Records contained in a dataset:
"""

#[cfg(test)]
mod tests {
    use super::*;
    use crate::domain::artifact::ResolutionSummary;
    use crate::ports::media::{MockMediaProcessor, SourceInfo};
    use crate::ports::notifier::recording::{Emitted, RecordingSink};
    use crate::ports::repository::MockVideoRepository;
    use crate::ports::storage::{MockObjectStore, StorageError, StoredObject};
    use std::fs;
    use std::sync::Arc;
    use tempfile::TempDir;

    fn job(dir: &TempDir) -> UploadJob {
        let source = dir.path().join("1715000000-42.mp4");
        fs::write(&source, vec![0u8; 64]).unwrap();
        UploadJob {
            pid: ProcessId::from("pid-1".to_string()),
            user_id: "user-1".to_string(),
            username: "tester".to_string(),
            title: Some("clip".to_string()),
            description: None,
            categories: vec![],
            tags: vec![],
            source_path: source,
            original_name: "clip.mp4".to_string(),
            mime_type: "video/mp4".to_string(),
            size: 64,
        }
    }

    fn probe_ok(media: &mut MockMediaProcessor, width: u32, height: u32, duration: f64) {
        media
            .expect_probe()
            .returning(move |_| Ok(SourceInfo { width, height, codec: Some("h264".into()) }));
        media
            .expect_duration_secs()
            .returning(move |_| Ok(duration));
    }

    fn thumbnail_ok(media: &mut MockMediaProcessor) {
        media.expect_extract_thumbnail().returning(|_, output| {
            fs::write(output, b"jpeg").unwrap();
            Ok(())
        });
    }

    fn store_all_ok(store: &mut MockObjectStore) {
        store.expect_upload_file().returning(|_, key: &str| {
            Ok(StoredObject {
                file_id: format!("id-{key}"),
                file_name: key.to_string(),
                url: Some(format!("https://bucket.example/{key}")),
                size: 64,
            })
        });
    }

    fn repo_ok(repo: &mut MockVideoRepository) {
        repo.expect_save().returning(|record| {
            Ok(VideoSummary {
                id: "video-1".to_string(),
                title: record.title.clone(),
                description: record.description.clone(),
                thumbnail: record.thumbnail.clone(),
                duration: record.duration,
                resolutions: record
                    .resolutions
                    .iter()
                    .map(|r| ResolutionSummary {
                        resolution: r.resolution.clone(),
                        size: r.size,
                    })
                    .collect(),
                mime_type: record.mime_type.clone(),
            })
        });
    }

    fn pipeline(
        media: MockMediaProcessor,
        store: MockObjectStore,
        repo: MockVideoRepository,
        sink: Arc<RecordingSink>,
    ) -> TranscodePipeline<MockMediaProcessor, MockObjectStore, MockVideoRepository, Arc<RecordingSink>>
    {
        TranscodePipeline::new(media, StorageUploadCoordinator::new(store), repo, sink)
    }

    fn assert_monotonic(values: &[u8]) {
        for pair in values.windows(2) {
            assert!(
                pair[1] >= pair[0],
                "progress decreased: {} -> {} in {values:?}",
                pair[0],
                pair[1]
            );
        }
    }

    #[tokio::test]
    async fn hd_source_produces_two_renditions() {
        let dir = TempDir::new().unwrap();
        let job = job(&dir);

        let mut media = MockMediaProcessor::new();
        probe_ok(&mut media, 1920, 1080, 120.0);
        media.expect_create_720p().times(1).returning(|_, output, bitrate| {
            assert!(bitrate.is_some());
            fs::write(output, vec![0u8; 32]).unwrap();
            Ok(32)
        });
        thumbnail_ok(&mut media);

        let mut store = MockObjectStore::new();
        store_all_ok(&mut store);

        let mut repo = MockVideoRepository::new();
        repo.expect_save()
            .withf(|record| {
                record.resolutions.len() == 2
                    && record.resolutions.iter().any(|r| r.resolution == "1080p")
                    && record.resolutions.iter().any(|r| r.resolution == "720p")
                    && record.thumbnail.is_some()
                    && record.uploader == "user-1"
                    && record.uploader_name == "tester"
            })
            .returning(|record| {
                Ok(VideoSummary {
                    id: "video-1".to_string(),
                    title: record.title.clone(),
                    description: String::new(),
                    thumbnail: record.thumbnail.clone(),
                    duration: record.duration,
                    resolutions: vec![],
                    mime_type: record.mime_type.clone(),
                })
            });

        let sink = Arc::new(RecordingSink::new());
        let result = pipeline(media, store, repo, sink.clone()).run(job).await;

        assert!(result.is_ok());
        assert_monotonic(&sink.progress_values());
        assert!(matches!(
            sink.emitted().last().unwrap(),
            Emitted::Complete { .. }
        ));
    }

    #[tokio::test]
    async fn sd_source_skips_720p_derivation() {
        let dir = TempDir::new().unwrap();
        let job = job(&dir);

        let mut media = MockMediaProcessor::new();
        probe_ok(&mut media, 854, 480, 60.0);
        media.expect_create_720p().times(0);
        thumbnail_ok(&mut media);

        let mut store = MockObjectStore::new();
        store_all_ok(&mut store);
        let mut repo = MockVideoRepository::new();
        repo.expect_save()
            .withf(|record| record.resolutions.len() == 1 && record.resolutions[0].resolution == "480p")
            .returning(|_| {
                Ok(VideoSummary {
                    id: "v".into(),
                    title: "clip".into(),
                    description: String::new(),
                    thumbnail: None,
                    duration: 60,
                    resolutions: vec![],
                    mime_type: "video/mp4".into(),
                })
            });

        let sink = Arc::new(RecordingSink::new());
        let result = pipeline(media, store, repo, sink.clone()).run(job).await;
        assert!(result.is_ok());
        assert_monotonic(&sink.progress_values());
    }

    #[tokio::test]
    async fn probe_failure_is_fatal_and_cleans_source() {
        let dir = TempDir::new().unwrap();
        let job = job(&dir);
        let source = job.source_path.clone();

        let mut media = MockMediaProcessor::new();
        media
            .expect_probe()
            .returning(|_| Err("moov atom not found".into()));
        media.expect_duration_secs().times(0);

        let mut store = MockObjectStore::new();
        store.expect_upload_file().times(0);
        let mut repo = MockVideoRepository::new();
        repo.expect_save().times(0);

        let sink = Arc::new(RecordingSink::new());
        let result = pipeline(media, store, repo, sink.clone()).run(job).await;

        assert!(matches!(result, Err(PipelineError::Probe(_))));
        assert!(!source.exists(), "source temp file must be deleted");
        assert!(matches!(
            sink.emitted().last().unwrap(),
            Emitted::Error { .. }
        ));
    }

    #[tokio::test]
    async fn failed_720p_is_best_effort() {
        let dir = TempDir::new().unwrap();
        let job = job(&dir);

        let mut media = MockMediaProcessor::new();
        probe_ok(&mut media, 1920, 1080, 120.0);
        media.expect_create_720p().times(1).returning(|_, output, _| {
            // a failed encode can leave a partial file behind
            fs::write(output, b"partial").unwrap();
            Err("encoder exited with status 1".into())
        });
        thumbnail_ok(&mut media);

        let mut store = MockObjectStore::new();
        store_all_ok(&mut store);
        let mut repo = MockVideoRepository::new();
        repo.expect_save()
            .withf(|record| record.resolutions.len() == 1)
            .returning(|_| {
                Ok(VideoSummary {
                    id: "v".into(),
                    title: "clip".into(),
                    description: String::new(),
                    thumbnail: None,
                    duration: 120,
                    resolutions: vec![],
                    mime_type: "video/mp4".into(),
                })
            });

        let sink = Arc::new(RecordingSink::new());
        let partial = job.source_path.with_file_name("720p-1715000000-42.mp4");
        let result = pipeline(media, store, repo, sink.clone()).run(job).await;

        assert!(result.is_ok());
        assert!(!partial.exists(), "partial 720p output must be deleted");
    }

    #[tokio::test]
    async fn one_upload_failure_still_completes() {
        let dir = TempDir::new().unwrap();
        let job = job(&dir);

        let mut media = MockMediaProcessor::new();
        probe_ok(&mut media, 1920, 1080, 120.0);
        media.expect_create_720p().returning(|_, output, _| {
            fs::write(output, vec![0u8; 32]).unwrap();
            Ok(32)
        });
        thumbnail_ok(&mut media);

        let mut store = MockObjectStore::new();
        store.expect_upload_file().returning(|_, key: &str| {
            if key.contains("720p") {
                Err(StorageError::Rejected("checksum mismatch".into()))
            } else {
                Ok(StoredObject {
                    file_id: "id".into(),
                    file_name: key.to_string(),
                    url: Some(format!("https://bucket.example/{key}")),
                    size: 64,
                })
            }
        });

        let mut repo = MockVideoRepository::new();
        repo.expect_save()
            .withf(|record| {
                record.resolutions.len() == 1 && record.resolutions[0].resolution == "1080p"
            })
            .returning(|_| {
                Ok(VideoSummary {
                    id: "v".into(),
                    title: "clip".into(),
                    description: String::new(),
                    thumbnail: None,
                    duration: 120,
                    resolutions: vec![],
                    mime_type: "video/mp4".into(),
                })
            });

        let sink = Arc::new(RecordingSink::new());
        let failed_rendition = job.source_path.with_file_name("720p-1715000000-42.mp4");
        let result = pipeline(media, store, repo, sink.clone()).run(job).await;

        assert!(result.is_ok(), "job must complete when one rendition survives");
        assert!(
            !failed_rendition.exists(),
            "failed rendition's temp file must be swept after the batch"
        );
        assert!(matches!(
            sink.emitted().last().unwrap(),
            Emitted::Complete { .. }
        ));
    }

    #[tokio::test]
    async fn failure_before_processing_reaches_the_sink() {
        let sink = Arc::new(RecordingSink::new());
        let p = pipeline(
            MockMediaProcessor::new(),
            MockObjectStore::new(),
            MockVideoRepository::new(),
            sink.clone(),
        );

        p.report_failure(
            &ProcessId::from("p1".to_string()),
            "u1",
            "Download failed",
        )
        .await;

        match sink.emitted().last().unwrap() {
            Emitted::Error { message } => assert_eq!(message, "Download failed"),
            other => panic!("expected error event, got {other:?}"),
        }
    }

    #[tokio::test]
    async fn all_uploads_failing_fails_job_without_record() {
        let dir = TempDir::new().unwrap();
        let job = job(&dir);
        let source = job.source_path.clone();

        let mut media = MockMediaProcessor::new();
        probe_ok(&mut media, 1920, 1080, 120.0);
        media.expect_create_720p().returning(|_, output, _| {
            fs::write(output, vec![0u8; 32]).unwrap();
            Ok(32)
        });
        thumbnail_ok(&mut media);

        let mut store = MockObjectStore::new();
        store
            .expect_upload_file()
            .returning(|_, _| Err(StorageError::Auth("key revoked".into())));

        let mut repo = MockVideoRepository::new();
        repo.expect_save().times(0);

        let sink = Arc::new(RecordingSink::new());
        let result = pipeline(media, store, repo, sink.clone()).run(job).await;

        assert!(matches!(result, Err(PipelineError::AllUploadsFailed(_))));
        assert!(!source.exists(), "all temp files must be deleted on failure");
        assert!(matches!(
            sink.emitted().last().unwrap(),
            Emitted::Error { .. }
        ));
    }

    #[test]
    fn bitrate_derivation_follows_size_budget() {
        let settings = TranscodeSettings::default();
        let p: TranscodePipeline<MockMediaProcessor, MockObjectStore, MockVideoRepository, Arc<RecordingSink>> =
            TranscodePipeline::new(
                MockMediaProcessor::new(),
                StorageUploadCoordinator::new(MockObjectStore::new()),
                MockVideoRepository::new(),
                Arc::new(RecordingSink::new()),
            )
            .with_settings(settings);

        // 256 MB over 1000s => ~2097 - 128 kbps
        assert_eq!(p.derive_720p_bitrate(1000.0), Some(1969));
        // absurdly long source clamps to the floor instead of going negative
        assert_eq!(p.derive_720p_bitrate(10_000_000.0), Some(500));
        // unknown duration: no size-based cap
        assert_eq!(p.derive_720p_bitrate(0.0), None);
    }

    #[tokio::test]
    async fn checkpoints_are_monotonic_through_full_run() {
        let dir = TempDir::new().unwrap();
        let job = job(&dir);

        let mut media = MockMediaProcessor::new();
        probe_ok(&mut media, 1920, 1080, 90.0);
        media.expect_create_720p().returning(|_, output, _| {
            fs::write(output, vec![0u8; 32]).unwrap();
            Ok(32)
        });
        thumbnail_ok(&mut media);

        let mut store = MockObjectStore::new();
        store_all_ok(&mut store);
        let mut repo = MockVideoRepository::new();
        repo_ok(&mut repo);

        let sink = Arc::new(RecordingSink::new());
        pipeline(media, store, repo, sink.clone())
            .run(job)
            .await
            .unwrap();

        let values = sink.progress_values();
        assert!(values.first() == Some(&10));
        assert!(values.contains(&20));
        assert!(values.contains(&40));
        assert!(values.contains(&50));
        assert!(values.contains(&80));
        assert_monotonic(&values);
    }
}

"""

__Your instructions__: Wherever a line above contains the string "withf", count it; then give the total alone.

__Response below__: 4